Não consigo caminhar por este raciocínio.
Está cada vez mais complexo ir ao simples. Penso que estamos diante de um ciclo
agudo e ímpar de transformações. E elas se dão no cerne daquilo que
convencionamos chamar de Instituições.
Família, direito e propriedade são
pressupostos da liberdade de cada indivíduo, instituições que, paradoxalmente,
determinam o ser humano em seu nível mais íntimo e o mantém sobre tutela.

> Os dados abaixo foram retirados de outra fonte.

//! Backend adapters for the engine's collaborator contracts — GitHub API,
//! local git inspection, Loki, file logs, Prometheus, and LLM providers.

pub mod file_log;
pub mod github;
pub mod llm;
pub mod local_git;
pub mod loki;
pub mod prometheus;

use async_trait::async_trait;

/// A source the commit poller can enumerate new commits from. Tried in
/// capability order, like the other source chains.
#[async_trait]
pub trait CommitFeed: Send + Sync {
    fn name(&self) -> &'static str;

    async fn healthy(&self) -> bool;

    async fn recent_commits(&self, limit: usize) -> anyhow::Result<Vec<String>>;
}
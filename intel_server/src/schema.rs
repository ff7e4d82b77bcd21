//! Diesel table definitions for the intelligence memory.
//!
//! Tables: intel_commits, intel_deployments, intel_incidents, intel_patterns.
//! Natural keys (sha, deployment_id, incident_id, pattern_type) carry unique
//! indexes; uniqueness is how at-most-one-writer is enforced.

diesel::table! {
    intel_commits (id) {
        id -> Int8,
        sha -> Varchar,
        repository -> Varchar,
        author -> Nullable<Varchar>,
        author_email -> Nullable<Varchar>,
        files_changed -> Int4,
        lines_added -> Int4,
        lines_deleted -> Int4,
        risk_score -> Float8,
        complexity_score -> Float8,
        blast_radius -> Int4,
        test_ratio -> Float8,
        commit_type -> Varchar,
        risky_patterns -> Jsonb,
        files -> Jsonb,
        prediction_details -> Nullable<Jsonb>,
        committed_at -> Timestamptz,
        analyzed_at -> Timestamptz,
    }
}

diesel::table! {
    intel_deployments (id) {
        id -> Int8,
        deployment_id -> Varchar,
        commit_sha -> Varchar,
        repository -> Varchar,
        deployed_at -> Timestamptz,
        predicted_risk -> Float8,
        predicted_impact -> Varchar,
        recommended_action -> Varchar,
        system_state -> Jsonb,
        resulted_in_incident -> Bool,
        incident_id -> Nullable<Varchar>,
    }
}

diesel::table! {
    intel_incidents (id) {
        id -> Int8,
        incident_id -> Varchar,
        severity -> Varchar,
        description -> Text,
        root_cause_commit -> Nullable<Varchar>,
        occurred_at -> Timestamptz,
        time_to_detect_minutes -> Nullable<Int4>,
        patterns -> Jsonb,
    }
}

diesel::table! {
    intel_patterns (id) {
        id -> Int8,
        pattern_type -> Varchar,
        description -> Text,
        occurrence_count -> Int4,
        incident_count -> Int4,
        confidence -> Float8,
        typical_impact -> Varchar,
        first_seen -> Timestamptz,
        last_seen -> Timestamptz,
    }
}

diesel::allow_tables_to_appear_in_same_query!(
    intel_commits,
    intel_deployments,
    intel_incidents,
    intel_patterns,
);
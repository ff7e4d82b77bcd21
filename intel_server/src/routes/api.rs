//! JSON API types and query logic for the intelligence platform.

use chrono::{DateTime, Duration, Utc};
use serde::{Deserialize, Serialize};

use intel_engine::engine::IntelligenceEngine;
use intel_engine::error::Result;
use intel_engine::models::deployment::DeploymentRecord;
use intel_engine::models::telemetry::LogEntry;

/// Request body for a deployment analysis.
#[derive(Debug, Deserialize)]
pub struct AnalyzeRequest {
    pub commit_sha: String,
    pub repository: Option<String>,
    pub deployment_id: Option<String>,
}

/// Request body for recording an incident.
#[derive(Debug, Deserialize)]
pub struct IncidentRequest {
    pub incident_id: Option<String>,
    pub severity: String,
    pub description: String,
    pub root_cause_commit: Option<String>,
    #[serde(default)]
    pub patterns: Vec<String>,
}

#[derive(Debug, Serialize)]
pub struct IncidentResponse {
    pub incident_id: String,
}

/// Request body for a deployment-health check.
#[derive(Debug, Deserialize)]
pub struct MonitorRequest {
    pub deployment_id: String,
    #[serde(default)]
    pub logs: Vec<LogEntry>,
    #[serde(default = "default_duration_minutes")]
    pub duration_minutes: i64,
}

fn default_duration_minutes() -> i64 {
    30
}

/// Request body for root-cause attribution.
#[derive(Debug, Deserialize)]
pub struct RootCauseRequest {
    pub timestamp: Option<DateTime<Utc>>,
    pub error_logs: Option<Vec<LogEntry>>,
}

#[derive(Debug, Serialize)]
pub struct KpiSummary {
    pub days: i64,
    pub deployments: i64,
    pub incidents: i64,
    pub incident_rate: f64,
}

/// Deployment/incident volume over the last N days.
pub async fn kpi_summary(engine: &IntelligenceEngine, days: i64) -> Result<KpiSummary> {
    let cutoff = Utc::now() - Duration::days(days);
    let deployments = engine.store().count_deployments_since(cutoff).await?;
    let incidents = engine.store().count_incidents_since(cutoff).await?;
    Ok(KpiSummary {
        days,
        deployments,
        incidents,
        incident_rate: if deployments == 0 {
            0.0
        } else {
            incidents as f64 / deployments as f64
        },
    })
}

/// Most recent deployments, newest first.
pub async fn list_deployments(
    engine: &IntelligenceEngine,
    days: i64,
    limit: i64,
) -> Result<Vec<DeploymentRecord>> {
    let cutoff = Utc::now() - Duration::days(days);
    engine.store().deployments_since(cutoff, limit).await
}
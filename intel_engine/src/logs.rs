//! Log digestion — error rates, anomalies, and the lexical signature scan
//! shared by the health monitor and the root-cause attributor.

use std::collections::{BTreeMap, BTreeSet};

use serde::Serialize;

use crate::models::telemetry::{Anomaly, LogEntry};

/// Summary of one batch of log lines.
#[derive(Debug, Clone, Default, Serialize)]
pub struct LogDigest {
    pub log_count: usize,
    pub error_count: usize,
    pub warning_count: usize,
    pub error_rate: f64,
    pub anomalies: Vec<Anomaly>,
    pub spike_score: f64,
}

/// Digest a batch of logs: counts, error rate, and simple anomalies
/// (overall error-rate spike, identical errors repeated 3+ times).
pub fn digest(logs: &[LogEntry]) -> LogDigest {
    if logs.is_empty() {
        return LogDigest::default();
    }

    let log_count = logs.len();
    let error_count = logs.iter().filter(|l| l.is_error()).count();
    let warning_count = logs.iter().filter(|l| l.is_warning()).count();
    let error_rate = error_count as f64 / log_count as f64;

    let mut anomalies = Vec::new();

    if error_rate > 0.3 {
        anomalies.push(Anomaly {
            kind: "high_error_rate".to_string(),
            severity: if error_rate > 0.7 { "critical" } else { "high" }.to_string(),
            message: format!("Error rate is {:.1}% (threshold: 30%)", error_rate * 100.0),
        });
    }

    let mut message_counts: BTreeMap<&str, usize> = BTreeMap::new();
    for log in logs.iter().filter(|l| l.is_error()) {
        *message_counts.entry(log.message.as_str()).or_default() += 1;
    }
    for (message, count) in message_counts {
        if count >= 3 {
            let truncated: String = message.chars().take(100).collect();
            anomalies.push(Anomaly {
                kind: "repeated_error".to_string(),
                severity: "high".to_string(),
                message: format!("Error repeated {count} times: {truncated}"),
            });
        }
    }

    let spike_score = if anomalies.is_empty() {
        0.0
    } else {
        (0.3 + anomalies.len() as f64 * 0.2).min(0.9)
    };

    LogDigest {
        log_count,
        error_count,
        warning_count,
        error_rate,
        anomalies,
        spike_score,
    }
}

/// Scan error-level log lines for fixed lexical signatures and return the
/// deduplicated set of pattern tags. First matching signature wins per line.
pub fn scan_signatures(logs: &[LogEntry]) -> Vec<String> {
    let mut tags = BTreeSet::new();

    for log in logs.iter().filter(|l| l.is_error()) {
        let message = log.message.to_lowercase();

        if message.contains("auth") && message.contains("failed") {
            tags.insert("auth_failure");
        } else if message.contains("database")
            && (message.contains("timeout") || message.contains("connection"))
        {
            tags.insert("database_connection");
        } else if message.contains("null") || message.contains("undefined") {
            tags.insert("null_reference");
        } else if message.contains("memory") || message.contains("heap") {
            tags.insert("memory_leak");
        } else if message.contains("429") || message.contains("rate limit") {
            tags.insert("rate_limit");
        } else if message.contains("500") || message.contains("internal server") {
            tags.insert("server_error");
        }
    }

    tags.into_iter().map(|t| t.to_string()).collect()
}

#[cfg(test)]
mod tests {
    use super::*;
    use chrono::Utc;

    fn entry(level: &str, message: &str) -> LogEntry {
        LogEntry {
            timestamp: Utc::now(),
            level: level.to_string(),
            message: message.to_string(),
            service: "api".to_string(),
        }
    }

    #[test]
    fn signature_scan_dedupes_and_skips_non_errors() {
        let logs = vec![
            entry("error", "Auth check failed for user 42"),
            entry("error", "auth token failed validation"),
            entry("info", "database connection established"),
            entry("critical", "database connection timeout"),
        ];
        let tags = scan_signatures(&logs);
        assert_eq!(tags, vec!["auth_failure", "database_connection"]);
    }

    #[test]
    fn digest_flags_repeated_errors() {
        let logs = vec![
            entry("error", "boom"),
            entry("error", "boom"),
            entry("error", "boom"),
            entry("info", "ok"),
        ];
        let digest = digest(&logs);
        assert_eq!(digest.error_count, 3);
        assert!(digest
            .anomalies
            .iter()
            .any(|a| a.kind == "repeated_error"));
        assert!(digest.anomalies.iter().any(|a| a.kind == "high_error_rate"));
    }
}
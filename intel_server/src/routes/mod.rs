//! Intelligence platform HTTP routes — webhook + JSON API.

pub mod api;
pub mod webhook;

use std::sync::Arc;

use axum::body::Bytes;
use axum::extract::{Query, State};
use axum::http::{HeaderMap, StatusCode};
use axum::response::Json;
use axum::routing::{get, post};
use axum::Router;
use chrono::Utc;

use intel_engine::engine::IntelligenceEngine;
use intel_engine::error::IntelError;
use intel_engine::models::deployment::DeploymentRecord;
use intel_engine::models::Severity;
use intel_engine::report::{AnalysisReport, HealthReport, RootCauseReport};

use crate::config::ServerConfig;

/// Shared state for the intelligence route handlers.
#[derive(Clone)]
pub struct IntelRouterState {
    pub engine: Arc<IntelligenceEngine>,
    pub config: Arc<ServerConfig>,
}

/// Build the platform's Axum router (nested at `/intel`).
pub fn intel_router(state: IntelRouterState) -> Router {
    Router::new()
        // Webhook
        .route("/webhook/github", post(webhook_handler))
        // Decision API
        .route("/api/analyze", post(analyze_handler))
        .route("/api/incidents", post(record_incident_handler))
        .route("/api/monitor", post(monitor_handler))
        .route("/api/rootcause", post(rootcause_handler))
        // Read API
        .route("/api/deployments", get(list_deployments_handler))
        .route("/api/kpi/summary", get(kpi_summary_handler))
        .with_state(state)
}

fn error_status(e: &IntelError) -> StatusCode {
    match e {
        IntelError::DeploymentNotFound(_) => StatusCode::NOT_FOUND,
        IntelError::InvalidRecord(_) => StatusCode::CONFLICT,
        _ => StatusCode::INTERNAL_SERVER_ERROR,
    }
}

// ── Webhook ──

async fn webhook_handler(
    State(state): State<IntelRouterState>,
    headers: HeaderMap,
    body: Bytes,
) -> Result<StatusCode, StatusCode> {
    metrics::counter!(
        "intel_webhooks_received_total",
        "event" => headers
            .get("x-github-event")
            .and_then(|v| v.to_str().ok())
            .unwrap_or("unknown")
            .to_string()
    )
    .increment(1);

    webhook::handle_webhook(&state.config, &state.engine, &headers, body).await
}

// ── Decision API ──

async fn analyze_handler(
    State(state): State<IntelRouterState>,
    Json(req): Json<api::AnalyzeRequest>,
) -> Result<Json<AnalysisReport>, StatusCode> {
    let repository = req
        .repository
        .as_deref()
        .unwrap_or(state.config.github_repo.as_str());

    state
        .engine
        .analyze_deployment(&req.commit_sha, repository, req.deployment_id.as_deref())
        .await
        .map(Json)
        .map_err(|e| {
            tracing::error!("Analyze error: {e}");
            error_status(&e)
        })
}

async fn record_incident_handler(
    State(state): State<IntelRouterState>,
    Json(req): Json<api::IncidentRequest>,
) -> Result<(StatusCode, Json<api::IncidentResponse>), StatusCode> {
    let severity = Severity::parse(&req.severity).ok_or(StatusCode::BAD_REQUEST)?;
    let incident_id = req
        .incident_id
        .unwrap_or_else(|| format!("inc-{}", uuid::Uuid::new_v4()));

    state
        .engine
        .record_incident(
            &incident_id,
            severity,
            &req.description,
            req.root_cause_commit.as_deref(),
            req.patterns,
        )
        .await
        .map_err(|e| {
            tracing::error!("Record incident error: {e}");
            error_status(&e)
        })?;

    Ok((
        StatusCode::CREATED,
        Json(api::IncidentResponse { incident_id }),
    ))
}

async fn monitor_handler(
    State(state): State<IntelRouterState>,
    Json(req): Json<api::MonitorRequest>,
) -> Result<Json<HealthReport>, StatusCode> {
    state
        .engine
        .monitor_deployment_health(&req.deployment_id, &req.logs, req.duration_minutes)
        .await
        .map(Json)
        .map_err(|e| {
            tracing::error!("Monitor error: {e}");
            error_status(&e)
        })
}

async fn rootcause_handler(
    State(state): State<IntelRouterState>,
    Json(req): Json<api::RootCauseRequest>,
) -> Result<Json<RootCauseReport>, StatusCode> {
    let timestamp = req.timestamp.unwrap_or_else(Utc::now);

    state
        .engine
        .detect_incident_cause(timestamp, req.error_logs.as_deref())
        .await
        .map(Json)
        .map_err(|e| {
            tracing::error!("Root-cause error: {e}");
            error_status(&e)
        })
}

// ── Read API ──

#[derive(serde::Deserialize)]
pub struct ListDeploymentsQuery {
    pub days: Option<i64>,
    pub limit: Option<i64>,
}

async fn list_deployments_handler(
    State(state): State<IntelRouterState>,
    Query(query): Query<ListDeploymentsQuery>,
) -> Result<Json<Vec<DeploymentRecord>>, StatusCode> {
    api::list_deployments(
        &state.engine,
        query.days.unwrap_or(7),
        query.limit.unwrap_or(20),
    )
    .await
    .map(Json)
    .map_err(|_| StatusCode::INTERNAL_SERVER_ERROR)
}

#[derive(serde::Deserialize)]
pub struct KpiQuery {
    pub days: Option<i64>,
}

async fn kpi_summary_handler(
    State(state): State<IntelRouterState>,
    Query(query): Query<KpiQuery>,
) -> Result<Json<api::KpiSummary>, StatusCode> {
    api::kpi_summary(&state.engine, query.days.unwrap_or(30))
        .await
        .map(Json)
        .map_err(|_| StatusCode::INTERNAL_SERVER_ERROR)
}
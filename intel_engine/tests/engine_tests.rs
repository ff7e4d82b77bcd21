//! End-to-end engine flows over the in-memory store with stub backends.

use std::sync::Arc;

use async_trait::async_trait;
use chrono::{Duration, TimeZone, Utc};
use intel_engine::config::EngineConfig;
use intel_engine::engine::IntelligenceEngine;
use intel_engine::error::Result;
use intel_engine::models::commit::CommitRecord;
use intel_engine::models::telemetry::{LogEntry, SystemState};
use intel_engine::models::{Action, HealthStatus, Impact, Severity};
use intel_engine::recall::RecallContext;
use intel_engine::scorer;
use intel_engine::recommend;
use intel_engine::sources::{
    AuthorHistory, ChangedFile, CommitChain, CommitSource, CommitStats, LogChain,
};
use intel_engine::store::memory::InMemoryStore;
use intel_engine::store::MemoryStore;
use intel_engine::IntelError;

struct StubCommitSource {
    files: Vec<&'static str>,
}

#[async_trait]
impl CommitSource for StubCommitSource {
    fn name(&self) -> &'static str {
        "stub"
    }
    async fn health_check(&self) -> bool {
        true
    }
    async fn commit_details(&self, sha: &str) -> Result<CommitStats> {
        Ok(CommitStats {
            sha: sha.to_string(),
            message: "feat: session token refresh".to_string(),
            author: "Dana".to_string(),
            email: "dana@example.com".to_string(),
            timestamp: Utc.with_ymd_and_hms(2025, 6, 4, 14, 0, 0).unwrap(),
            additions: 240,
            deletions: 80,
            files: self
                .files
                .iter()
                .map(|f| ChangedFile {
                    filename: f.to_string(),
                    additions: 30,
                    deletions: 10,
                })
                .collect(),
        })
    }
    async fn author_history(&self, _email: &str, _window_days: u32) -> Result<AuthorHistory> {
        Ok(AuthorHistory {
            total_commits: 12,
            avg_files_changed: 3.5,
        })
    }
    async fn commit_diff(&self, _sha: &str) -> Result<Option<String>> {
        Ok(None)
    }
}

struct FailingCommitSource;

#[async_trait]
impl CommitSource for FailingCommitSource {
    fn name(&self) -> &'static str {
        "failing"
    }
    async fn health_check(&self) -> bool {
        true
    }
    async fn commit_details(&self, sha: &str) -> Result<CommitStats> {
        Err(IntelError::SourceUnavailable(sha.to_string()))
    }
    async fn author_history(&self, email: &str, _window_days: u32) -> Result<AuthorHistory> {
        Err(IntelError::SourceUnavailable(email.to_string()))
    }
    async fn commit_diff(&self, _sha: &str) -> Result<Option<String>> {
        Ok(None)
    }
}

fn log(level: &str, message: &str) -> LogEntry {
    LogEntry {
        timestamp: Utc::now(),
        level: level.to_string(),
        message: message.to_string(),
        service: "api".to_string(),
    }
}

fn engine_with(store: Arc<InMemoryStore>, files: Vec<&'static str>) -> IntelligenceEngine {
    IntelligenceEngine::new(
        store,
        CommitChain::new(vec![Arc::new(StubCommitSource { files })]),
        LogChain::new(vec![]),
        None,
        None,
        None,
        EngineConfig::default(),
    )
}

#[tokio::test]
async fn analyzing_the_same_commit_twice_keeps_one_record() {
    let store = Arc::new(InMemoryStore::new());
    let engine = engine_with(store.clone(), vec!["src/api/routes.rs"]);

    engine
        .analyze_deployment("abc123def456", "centrix/api", Some("d-1"))
        .await
        .unwrap();
    engine
        .analyze_deployment("abc123def456", "centrix/api", Some("d-2"))
        .await
        .unwrap();

    assert_eq!(store.count_commits().await.unwrap(), 1);
    assert!(store.get_deployment("d-1").await.unwrap().is_some());
    assert!(store.get_deployment("d-2").await.unwrap().is_some());
}

#[tokio::test]
async fn duplicate_deployment_id_is_rejected_but_analysis_still_returns() {
    let store = Arc::new(InMemoryStore::new());
    let engine = engine_with(store.clone(), vec!["src/api/routes.rs"]);

    engine
        .analyze_deployment("abc123def456", "centrix/api", Some("d-1"))
        .await
        .unwrap();
    let report = engine
        .analyze_deployment("abc123def456", "centrix/api", Some("d-1"))
        .await
        .unwrap();

    assert!(report.degraded.contains(&"deployment_write"));
    assert_eq!(
        store
            .count_deployments_since(Utc::now() - Duration::hours(1))
            .await
            .unwrap(),
        1
    );
}

#[tokio::test]
async fn unavailable_sources_degrade_to_neutral_defaults() {
    let store = Arc::new(InMemoryStore::new());
    let engine = IntelligenceEngine::new(
        store.clone(),
        CommitChain::new(vec![Arc::new(FailingCommitSource)]),
        LogChain::new(vec![]),
        None,
        None,
        None,
        EngineConfig::default(),
    );

    let report = engine
        .analyze_deployment("deadbeef0123", "centrix/api", None)
        .await
        .unwrap();

    assert_eq!(report.analysis.risk_score, 5.0);
    assert!(report.degraded.contains(&"commit_source"));
    assert!(report.degraded.contains(&"log_backend"));
    // Telemetry failure must not penalize health score.
    assert_eq!(report.system_state.health_score, 1.0);
    // The neutral commit is still remembered.
    assert_eq!(store.count_commits().await.unwrap(), 1);
}

#[tokio::test]
async fn analysis_report_carries_prediction_and_monitoring_plan() {
    let store = Arc::new(InMemoryStore::new());
    let engine = engine_with(
        store.clone(),
        vec!["src/auth/login.rs", "migrations/0007_tokens.sql"],
    );

    let report = engine
        .analyze_deployment("abc123def456", "centrix/api", Some("d-1"))
        .await
        .unwrap();

    assert!(report
        .analysis
        .patterns_detected
        .contains(&"auth_logic".to_string()));
    assert!((0.0..=1.0).contains(&report.prediction.probability));
    assert_eq!(
        report.prediction.failure_mode.as_deref(),
        Some("Authentication/Authorization failure")
    );
    assert!(!report.monitoring.watch_metrics.is_empty());
    assert!(report
        .monitoring
        .watch_metrics
        .contains(&"auth_failures".to_string()));

    let stored = store.get_commit("abc123def456").await.unwrap().unwrap();
    assert!(stored.prediction_details.is_some());
}

#[tokio::test]
async fn recorded_incident_links_deployment_and_learns_patterns() {
    let store = Arc::new(InMemoryStore::new());
    let engine = engine_with(store.clone(), vec!["src/auth/login.rs"]);

    engine
        .analyze_deployment("abc123def456", "centrix/api", Some("d-1"))
        .await
        .unwrap();
    engine
        .record_incident(
            "inc-42",
            Severity::P1,
            "login failures spiking",
            Some("abc123def456"),
            vec!["auth_logic".to_string()],
        )
        .await
        .unwrap();

    let deployment = store.get_deployment("d-1").await.unwrap().unwrap();
    assert!(deployment.resulted_in_incident);
    assert_eq!(deployment.incident_id.as_deref(), Some("inc-42"));

    let pattern = store.get_pattern("auth_logic").await.unwrap().unwrap();
    assert_eq!(pattern.confidence, 0.6);

    // A second incident with the same id is rejected.
    let err = engine
        .record_incident("inc-42", Severity::P2, "dup", None, vec![])
        .await
        .unwrap_err();
    assert!(matches!(err, IntelError::InvalidRecord(_)));
}

#[tokio::test]
async fn unhealthy_deployment_synthesizes_one_auto_incident() {
    let store = Arc::new(InMemoryStore::new());
    let engine = engine_with(store.clone(), vec!["src/db/pool.rs"]);

    engine
        .analyze_deployment("abc123def456", "centrix/api", Some("d-1"))
        .await
        .unwrap();

    // 30% error rate over a zero baseline, plus a database signature.
    let mut entries = vec![
        log("error", "database connection timeout on primary"),
        log("error", "database connection timeout on primary"),
        log("error", "database connection timeout on primary"),
    ];
    for _ in 0..7 {
        entries.push(log("info", "request ok"));
    }

    let report = engine
        .monitor_deployment_health("d-1", &entries, 20)
        .await
        .unwrap();

    assert_eq!(report.health_status, HealthStatus::Critical);
    assert!(report.rollback.recommended);
    assert_eq!(
        report.changes.new_error_patterns,
        vec!["database_connection".to_string()]
    );

    let deployment = store.get_deployment("d-1").await.unwrap().unwrap();
    assert!(deployment.resulted_in_incident);
    assert_eq!(deployment.incident_id.as_deref(), Some("auto-d-1"));
    // The learning loop closed: the signature became a pattern.
    assert!(store
        .get_pattern("database_connection")
        .await
        .unwrap()
        .is_some());

    // A second tick on the same deployment does not synthesize another.
    let before = store
        .count_incidents_since(Utc::now() - Duration::hours(1))
        .await
        .unwrap();
    engine
        .monitor_deployment_health("d-1", &entries, 25)
        .await
        .unwrap();
    let after = store
        .count_incidents_since(Utc::now() - Duration::hours(1))
        .await
        .unwrap();
    assert_eq!(before, after);
}

#[tokio::test]
async fn monitoring_an_unknown_deployment_fails() {
    let store = Arc::new(InMemoryStore::new());
    let engine = engine_with(store, vec![]);
    let err = engine
        .monitor_deployment_health("missing", &[], 5)
        .await
        .unwrap_err();
    assert!(matches!(err, IntelError::DeploymentNotFound(_)));
}

#[tokio::test]
async fn root_cause_flows_from_memory_to_report() {
    let store = Arc::new(InMemoryStore::new());
    let engine = engine_with(store.clone(), vec!["src/auth/login.rs"]);

    engine
        .analyze_deployment("abc123def456", "centrix/api", Some("d-1"))
        .await
        .unwrap();

    let errors = vec![
        log("error", "auth handshake failed for session"),
        log("error", "auth handshake failed for session"),
    ];
    // Shortly after the stub commit's June 4th 14:00 timestamp.
    let incident_at = Utc.with_ymd_and_hms(2025, 6, 5, 2, 0, 0).unwrap();
    let report = engine
        .detect_incident_cause(incident_at, Some(&errors))
        .await
        .unwrap();

    assert_eq!(report.recent_commits.len(), 1);
    assert_eq!(report.log_evidence.patterns, vec!["auth_failure"]);
    let cause = report.likely_root_cause.unwrap();
    assert_eq!(cause.sha, "abc123def456");
    assert!(report.confidence > 0.0);
}

// End-to-end decision composition: a hot commit on an off-hours weekday
// with incident history must be blocked.
#[tokio::test]
async fn high_risk_scenario_is_blocked() {
    let now = Utc.with_ymd_and_hms(2025, 6, 4, 23, 30, 0).unwrap(); // Wed 23:30
    let mut commit = CommitRecord::neutral("feedface0000", "centrix/api", now);
    commit.risk_score = 9.0;
    commit.blast_radius = 6;
    commit.test_ratio = 0.1;
    commit.risky_patterns = vec!["auth_logic".to_string()];
    commit.files = vec!["src/auth/login.rs".to_string()];

    let mut recall = RecallContext::empty(now);
    let incident_at = now - Duration::days(3);
    for i in 0..2 {
        recall.similar_incidents.push(
            intel_engine::models::incident::IncidentRecord {
                incident_id: format!("i{i}"),
                severity: Severity::P1,
                description: "auth outage".to_string(),
                root_cause_commit: None,
                occurred_at: incident_at,
                time_to_detect_minutes: Some(15),
                patterns: vec!["auth_failure".to_string()],
            },
        );
    }
    recall.file_incidents.push(intel_engine::recall::FileIncident {
        incident_id: "i9".to_string(),
        severity: Severity::P1,
        involved_files: vec!["src/auth/login.rs".to_string()],
        description: "login outage".to_string(),
        occurred_at: incident_at,
    });

    let prediction = scorer::score(&commit, &SystemState::default(), &recall, None, now);
    assert!(prediction.probability >= 0.8);
    assert_eq!(prediction.expected_impact, Impact::Critical);
    assert_eq!(
        prediction.failure_mode.as_deref(),
        Some("Authentication/Authorization failure")
    );

    let action = recommend::decide_action(prediction.probability);
    assert_eq!(action, Action::Block);

    let recommendations = recommend::recommendations(
        &commit,
        &SystemState::default(),
        &recall,
        &prediction,
        0.05,
    );
    assert!(recommendations
        .iter()
        .any(|r| r.contains("BLOCK DEPLOYMENT")));
    assert!(recommendations.iter().any(|r| r.contains("Low test coverage")));
    assert!(recommendations.iter().any(|r| r.contains("Off-hours deploy")));
}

Instituições é o elemento fundamental
para que seja possível a expressão do humano. Elas nos livram de nossa essência
bárbara, nos protegem de nós mesmos. A liberdade só se torna possível sob a
égide das instituições. Para Kant “as instituições estão a serviço da proteção
da liberdade”.
Ocorre que, no entanto, há
evidências e cada vez mais contundentes de uma generalizada fragilidade do
arcabouço institucional. Por qualquer ângulo que se procura colocar uma lente,
observam-se contornos de uma crise preocupante.
A Democracia, por exemplo, esse
pacto que assegura a nossa existência social e cotidiana e desvela a argamassa
que, a cada instante, nos impede de desabar. Mas, com isso, paradoxalmente,
vemos ruírem um a um todos os personagens competentes que garantem o negócio da
administração da Vida.
O Território, de que nos
apropriamos por força de onde termos nascido e nos constituirmos por força
dele. Circula na rede um vídeo de uma jovem inglesa que em visita à sua cidade
natal se depara com uma passeata de muçulmanos. Ela aborda alguns dos
manifestantes que bradam que todos que não são muçulmanos devem queimar nos
infernos. Ela tenta argumentar que eles não têm o direito de se
expressarem daquela forma na cidade onde ela nasceu, como se a ela e
exclusivamente à ela pertencesse aquele lugar.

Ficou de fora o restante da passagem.